EXERCISE AIM »
Reproduce the records starting at the line that contains "let stages = planner.stages(project_dir, presence)?;" and running to the last line, exactly and in full.

THE DATA »

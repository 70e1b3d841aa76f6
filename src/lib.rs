// src/lib.rs

pub mod bundle;
pub mod cli;
pub mod config;
pub mod discover;
pub mod errors;
pub mod fs;
pub mod logging;
pub mod pipeline;
pub mod plan;
pub mod process;
pub mod types;

use std::path::Path;
use std::sync::Arc;

use tracing::{debug, warn};

use crate::bundle::CommandBundler;
use crate::cli::CliArgs;
use crate::config::{ConfigFile, default_config_path, load_and_validate, load_or_default};
use crate::errors::{PipelineError, Result};
use crate::fs::{FileSystem, RealFileSystem};
use crate::pipeline::PipelineExecutor;
use crate::plan::{OutputTarget, PipelinePlanner, PipelineStages};
use crate::process::env::LOG_ENV_KEY;
use crate::process::{ProcessEnv, ScriptRunner, ScriptRunnerConfig};
use crate::types::{PipelineShape, SourcePresence};

/// High-level entry point used by `main.rs`.
///
/// This wires together:
/// - project directory + config loading
/// - planning (shape and stages)
/// - the command bundler and the config script runner
/// - the executor, raced against Ctrl-C
pub async fn run(args: CliArgs) -> Result<()> {
    let fs = RealFileSystem;
    let project_dir = discover::find_project_dir(&fs, &args.dir)?;

    let cfg = match &args.config {
        Some(path) => load_and_validate(&fs, path)?,
        None => load_or_default(&fs, default_config_path(&project_dir))?,
    };

    let (presence, stages) = plan_project(&fs, &cfg, &project_dir)?;
    let shape = PipelineShape::from_presence(presence);

    if args.dry_run {
        print_dry_run(&project_dir, shape, presence, &stages);
        return Ok(());
    }

    let runner = config_runner(&args, &cfg, &project_dir, &stages);
    let bundler = Arc::new(CommandBundler::new(cfg.bundler.clone()));
    let executor = PipelineExecutor::new(bundler, runner);

    // Dropping the executor on Ctrl-C kills the script and aborts running
    // bundler tasks; their children are spawned with kill_on_drop.
    tokio::select! {
        result = executor.execute(shape, stages) => result,
        signal = tokio::signal::ctrl_c() => {
            if let Err(e) = signal {
                warn!(error = %e, "failed to listen for Ctrl+C");
            }
            Err(PipelineError::Interrupted)
        }
    }
}

/// The script runner that executes the bundled config.
fn config_runner(
    args: &CliArgs,
    cfg: &ConfigFile,
    project_dir: &Path,
    stages: &PipelineStages,
) -> ScriptRunner {
    let mut env = ProcessEnv::production(project_dir, args.no_cache, args.offline);
    if let Some(level) = args.log_level {
        env.set(LOG_ENV_KEY, level.as_str());
    }
    env.extend(&cfg.process.env);

    let artifact = stages.config.output.path().display().to_string();
    debug!(%artifact, "config artifact for runner");

    ScriptRunner::new(ScriptRunnerConfig {
        name: "config-runner".to_string(),
        executable: cfg.process.executable.clone(),
        args: vec![artifact],
        working_dir: project_dir.to_path_buf(),
        env,
    })
}

/// Simple dry-run output: print shape, detected sources and planned stages.
fn print_dry_run(
    project_dir: &Path,
    shape: PipelineShape,
    presence: SourcePresence,
    stages: &PipelineStages,
) {
    println!("bundlegen dry-run");
    println!("  project = {}", project_dir.display());
    println!("  shape = {shape}");
    println!(
        "  sources: hooks={} webhooks={} operations={}",
        presence.hooks, presence.webhooks, presence.operations
    );
    println!();

    println!("stages ({}):", stages.iter().count());
    for stage in stages.iter() {
        println!("  - {}", stage.name);
        match &stage.output {
            OutputTarget::File(p) => println!("      outfile: {}", p.display()),
            OutputTarget::Dir(p) => println!("      outdir: {}", p.display()),
        }
        println!("      entry points ({}):", stage.entry_points.len());
        for entry in &stage.entry_points {
            println!("        {}", entry.display());
        }
        if !stage.ignore.is_empty() {
            println!("      ignore: {:?}", stage.ignore);
        }
    }

    debug!("dry-run complete (no execution)");
}

/// Detect the sources of a project directory and build its stages.
pub fn plan_project(
    fs: &dyn FileSystem,
    cfg: &ConfigFile,
    project_dir: &Path,
) -> Result<(SourcePresence, PipelineStages)> {
    let planner = PipelinePlanner::new(fs, &cfg.layout);
    let presence = planner.detect(project_dir)?;
    let stages = planner.stages(project_dir, presence)?;
    Ok((presence, stages))
}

YOUR SOLUTION »
    let stages = planner.stages(project_dir, presence)?;
    Ok((presence, stages))
}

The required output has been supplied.